=== Section Start ===

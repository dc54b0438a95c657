use clap::Parser;
use config::{Config, ConfigError, Environment, File};
use serde::Deserialize;
use std::path::{Path, PathBuf};

#[derive(Debug, Deserialize, Clone)]
pub struct DatabaseConfig {
    pub connection_string: String,
    pub pool_size: usize,
    /// Table the natural-language queries run against
    pub metrics_table: String,
    pub query_timeout_secs: u64,
}

#[derive(Debug, Deserialize, Clone)]
pub struct WebConfig {
    pub host: String,
    pub port: u16,
}

#[derive(Debug, Deserialize, Clone)]
pub struct LlmConfig {
    pub backend: String, // "openai", "azure", or "ollama"
    pub model: String,   // Model name (deployment name for azure)
    pub api_key: Option<String>,
    pub api_url: Option<String>,
    pub temperature: f32,
    pub max_tokens: usize,
    pub timeout_secs: u64,
    pub max_retries: u32,
    pub retry_base_delay_ms: u64,
}

#[derive(Debug, Deserialize, Clone)]
pub struct ReportConfig {
    /// Error percentage above which a run is marked FAIL
    pub acceptable_error_rate: f64,
    /// 90th percentile threshold, in seconds
    pub sla_secs: u64,
}

#[derive(Debug, Deserialize, Clone)]
pub struct AppConfig {
    pub database: DatabaseConfig,
    pub web: WebConfig,
    pub llm: LlmConfig,
    pub report: ReportConfig,
    pub data_dir: String,
}

#[derive(Parser, Debug)]
#[command(author, version, about, long_about = None)]
pub struct CliArgs {
    /// Path to configuration file
    #[arg(short, long, value_name = "FILE")]
    pub config: Option<PathBuf>,

    /// Host to bind to
    #[arg(long)]
    pub host: Option<String>,

    /// Port to bind to
    #[arg(short, long)]
    pub port: Option<u16>,

    /// Directory for data storage
    #[arg(long)]
    pub data_dir: Option<String>,
}

impl AppConfig {
    pub fn new(args: &CliArgs) -> Result<Self, ConfigError> {
        let defaults = AppConfig::default();

        // Start with default configuration
        let mut config_builder = Config::builder()
            .set_default("database.connection_string", defaults.database.connection_string)?
            .set_default("database.pool_size", defaults.database.pool_size as i64)?
            .set_default("database.metrics_table", defaults.database.metrics_table)?
            .set_default("database.query_timeout_secs", defaults.database.query_timeout_secs as i64)?
            .set_default("web.host", defaults.web.host)?
            .set_default("web.port", defaults.web.port as i64)?
            .set_default("llm.backend", defaults.llm.backend)?
            .set_default("llm.model", defaults.llm.model)?
            .set_default("llm.temperature", defaults.llm.temperature as f64)?
            .set_default("llm.max_tokens", defaults.llm.max_tokens as i64)?
            .set_default("llm.timeout_secs", defaults.llm.timeout_secs as i64)?
            .set_default("llm.max_retries", defaults.llm.max_retries as i64)?
            .set_default("llm.retry_base_delay_ms", defaults.llm.retry_base_delay_ms as i64)?
            .set_default("report.acceptable_error_rate", defaults.report.acceptable_error_rate)?
            .set_default("report.sla_secs", defaults.report.sla_secs as i64)?
            .set_default("data_dir", defaults.data_dir)?;

        // Add configuration from file if specified
        if let Some(config_path) = &args.config {
            config_builder = config_builder.add_source(File::from(config_path.as_path()));
        } else {
            // Check for config in default locations
            let default_locations = vec![
                "config.toml",
                "config/config.toml",
                "/etc/perf-insights/config.toml",
            ];

            for location in default_locations {
                if Path::new(location).exists() {
                    config_builder =
                        config_builder.add_source(File::new(location, config::FileFormat::Toml));
                    break;
                }
            }
        }

        // Secrets such as the model API key usually arrive this way,
        // e.g. PERF_INSIGHTS__LLM__API_KEY
        config_builder = config_builder.add_source(
            Environment::with_prefix("PERF_INSIGHTS")
                .prefix_separator("__")
                .separator("__"),
        );

        // Build the config
        let mut config: AppConfig = config_builder.build()?.try_deserialize()?;

        // Override with command line args if provided
        if let Some(host) = &args.host {
            config.web.host = host.clone();
        }
        if let Some(port) = args.port {
            config.web.port = port;
        }
        if let Some(data_dir) = &args.data_dir {
            config.data_dir = data_dir.clone();
        }

        Ok(config)
    }
}

// Default implementation
impl Default for AppConfig {
    fn default() -> Self {
        Self {
            database: DatabaseConfig {
                connection_string: "data/perf-insights.duckdb".to_string(),
                pool_size: 5,
                metrics_table: "PerformanceMetrics".to_string(),
                query_timeout_secs: 30,
            },
            web: WebConfig {
                host: "127.0.0.1".to_string(),
                port: 3000,
            },
            llm: LlmConfig {
                backend: "openai".to_string(),
                model: "gpt-4".to_string(),
                api_key: None,
                api_url: None,
                temperature: 0.0,
                max_tokens: 800,
                timeout_secs: 60,
                max_retries: 3,
                retry_base_delay_ms: 500,
            },
            report: ReportConfig {
                acceptable_error_rate: 5.0,
                sla_secs: 3,
            },
            data_dir: "data".to_string(),
        }
    }
}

=== Section End ===

→ **PROBLEM STATEMENT**
All of the records above should be copied exactly.

→ **TASK ANSWER**
repository dc54b0438a95c657
use clap::Parser;
use config::{Config, ConfigError, Environment, File};
use serde::Deserialize;
use std::path::{Path, PathBuf};

#[derive(Debug, Deserialize, Clone)]
pub struct DatabaseConfig {
    pub connection_string: String,
    pub pool_size: usize,
    /// Table the natural-language queries run against
    pub metrics_table: String,
    pub query_timeout_secs: u64,
}

#[derive(Debug, Deserialize, Clone)]
pub struct WebConfig {
    pub host: String,
    pub port: u16,
}

#[derive(Debug, Deserialize, Clone)]
pub struct LlmConfig {
    pub backend: String, // "openai", "azure", or "ollama"
    pub model: String,   // Model name (deployment name for azure)
    pub api_key: Option<String>,
    pub api_url: Option<String>,
    pub temperature: f32,
    pub max_tokens: usize,
    pub timeout_secs: u64,
    pub max_retries: u32,
    pub retry_base_delay_ms: u64,
}

#[derive(Debug, Deserialize, Clone)]
pub struct ReportConfig {
    /// Error percentage above which a run is marked FAIL
    pub acceptable_error_rate: f64,
    /// 90th percentile threshold, in seconds
    pub sla_secs: u64,
}

#[derive(Debug, Deserialize, Clone)]
pub struct AppConfig {
    pub database: DatabaseConfig,
    pub web: WebConfig,
    pub llm: LlmConfig,
    pub report: ReportConfig,
    pub data_dir: String,
}

#[derive(Parser, Debug)]
#[command(author, version, about, long_about = None)]
pub struct CliArgs {
    /// Path to configuration file
    #[arg(short, long, value_name = "FILE")]
    pub config: Option<PathBuf>,

    /// Host to bind to
    #[arg(long)]
    pub host: Option<String>,

    /// Port to bind to
    #[arg(short, long)]
    pub port: Option<u16>,

    /// Directory for data storage
    #[arg(long)]
    pub data_dir: Option<String>,
}

impl AppConfig {
    pub fn new(args: &CliArgs) -> Result<Self, ConfigError> {
        let defaults = AppConfig::default();

        // Start with default configuration
        let mut config_builder = Config::builder()
            .set_default("database.connection_string", defaults.database.connection_string)?
            .set_default("database.pool_size", defaults.database.pool_size as i64)?
            .set_default("database.metrics_table", defaults.database.metrics_table)?
            .set_default("database.query_timeout_secs", defaults.database.query_timeout_secs as i64)?
            .set_default("web.host", defaults.web.host)?
            .set_default("web.port", defaults.web.port as i64)?
            .set_default("llm.backend", defaults.llm.backend)?
            .set_default("llm.model", defaults.llm.model)?
            .set_default("llm.temperature", defaults.llm.temperature as f64)?
            .set_default("llm.max_tokens", defaults.llm.max_tokens as i64)?
            .set_default("llm.timeout_secs", defaults.llm.timeout_secs as i64)?
            .set_default("llm.max_retries", defaults.llm.max_retries as i64)?
            .set_default("llm.retry_base_delay_ms", defaults.llm.retry_base_delay_ms as i64)?
            .set_default("report.acceptable_error_rate", defaults.report.acceptable_error_rate)?
            .set_default("report.sla_secs", defaults.report.sla_secs as i64)?
            .set_default("data_dir", defaults.data_dir)?;

        // Add configuration from file if specified
        if let Some(config_path) = &args.config {
            config_builder = config_builder.add_source(File::from(config_path.as_path()));
        } else {
            // Check for config in default locations
            let default_locations = vec![
                "config.toml",
                "config/config.toml",
                "/etc/perf-insights/config.toml",
            ];

            for location in default_locations {
                if Path::new(location).exists() {
                    config_builder =
                        config_builder.add_source(File::new(location, config::FileFormat::Toml));
                    break;
                }
            }
        }

        // Secrets such as the model API key usually arrive this way,
        // e.g. PERF_INSIGHTS__LLM__API_KEY
        config_builder = config_builder.add_source(
            Environment::with_prefix("PERF_INSIGHTS")
                .prefix_separator("__")
                .separator("__"),
        );

        // Build the config
        let mut config: AppConfig = config_builder.build()?.try_deserialize()?;

        // Override with command line args if provided
        if let Some(host) = &args.host {
            config.web.host = host.clone();
        }
        if let Some(port) = args.port {
            config.web.port = port;
        }
        if let Some(data_dir) = &args.data_dir {
            config.data_dir = data_dir.clone();
        }

        Ok(config)
    }
}

// Default implementation
impl Default for AppConfig {
    fn default() -> Self {
        Self {
            database: DatabaseConfig {
                connection_string: "data/perf-insights.duckdb".to_string(),
                pool_size: 5,
                metrics_table: "PerformanceMetrics".to_string(),
                query_timeout_secs: 30,
            },
            web: WebConfig {
                host: "127.0.0.1".to_string(),
                port: 3000,
            },
            llm: LlmConfig {
                backend: "openai".to_string(),
                model: "gpt-4".to_string(),
                api_key: None,
                api_url: None,
                temperature: 0.0,
                max_tokens: 800,
                timeout_secs: 60,
                max_retries: 3,
                retry_base_delay_ms: 500,
            },
            report: ReportConfig {
                acceptable_error_rate: 5.0,
                sla_secs: 3,
            },
            data_dir: "data".to_string(),
        }
    }
}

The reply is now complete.